How to complete this task: Would you output the whole of the data exactly?
(Source material)
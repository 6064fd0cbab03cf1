//! Repository bootstrap shared by the engines
//!
//! Probe for the repository, initialize it when absent, then connect. Two
//! workers may race to initialize the same repository; the loser sees an
//! "already exists" error and carries on.

use async_trait::async_trait;
use tracing::info;

#[cfg(test)]
use mockall::automock;

use crate::ExecutorError;

/// Engine messages meaning another worker initialized the repository first
const ALREADY_INITIALIZED: &[&str] = &[
    "already initialized",
    "already exists",
    "found existing data in storage location",
];

#[cfg_attr(test, automock)]
#[async_trait]
pub trait Repository: Send + Sync {
    /// Display name for logs
    fn describe(&self) -> String;

    /// Whether the repository exists
    async fn probe(&self) -> Result<bool, ExecutorError>;

    async fn init(&self) -> Result<(), ExecutorError>;

    async fn connect(&self) -> Result<(), ExecutorError>;
}

pub fn is_already_initialized(message: &str) -> bool {
    let message = message.to_lowercase();
    ALREADY_INITIALIZED.iter().any(|m| message.contains(m))
}

/// Make `repo` usable, creating it when it does not exist yet
pub async fn ensure(repo: &dyn Repository) -> Result<(), ExecutorError> {
    if !repo.probe().await? {
        info!(repository = %repo.describe(), "initializing repository");
        match repo.init().await {
            Ok(()) => {}
            Err(ExecutorError::Engine { message, .. }) if is_already_initialized(&message) => {
                info!(repository = %repo.describe(), "repository was initialized concurrently");
            }
            Err(e) => return Err(e),
        }
    }
    repo.connect().await
}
(End Source material)
Answer section:
repository 6064fd0cbab03cf1
//! Repository bootstrap shared by the engines
//!
//! Probe for the repository, initialize it when absent, then connect. Two
//! workers may race to initialize the same repository; the loser sees an
//! "already exists" error and carries on.

use async_trait::async_trait;
use tracing::info;

#[cfg(test)]
use mockall::automock;

use crate::ExecutorError;

/// Engine messages meaning another worker initialized the repository first
const ALREADY_INITIALIZED: &[&str] = &[
    "already initialized",
    "already exists",
    "found existing data in storage location",
];

#[cfg_attr(test, automock)]
#[async_trait]
pub trait Repository: Send + Sync {
    /// Display name for logs
    fn describe(&self) -> String;

    /// Whether the repository exists
    async fn probe(&self) -> Result<bool, ExecutorError>;

    async fn init(&self) -> Result<(), ExecutorError>;

    async fn connect(&self) -> Result<(), ExecutorError>;
}

pub fn is_already_initialized(message: &str) -> bool {
    let message = message.to_lowercase();
    ALREADY_INITIALIZED.iter().any(|m| message.contains(m))
}

/// Make `repo` usable, creating it when it does not exist yet
pub async fn ensure(repo: &dyn Repository) -> Result<(), ExecutorError> {
    if !repo.probe().await? {
        info!(repository = %repo.describe(), "initializing repository");
        match repo.init().await {
            Ok(()) => {}
            Err(ExecutorError::Engine { message, .. }) if is_already_initialized(&message) => {
                info!(repository = %repo.describe(), "repository was initialized concurrently");
            }
            Err(e) => return Err(e),
        }
    }
    repo.connect().await
}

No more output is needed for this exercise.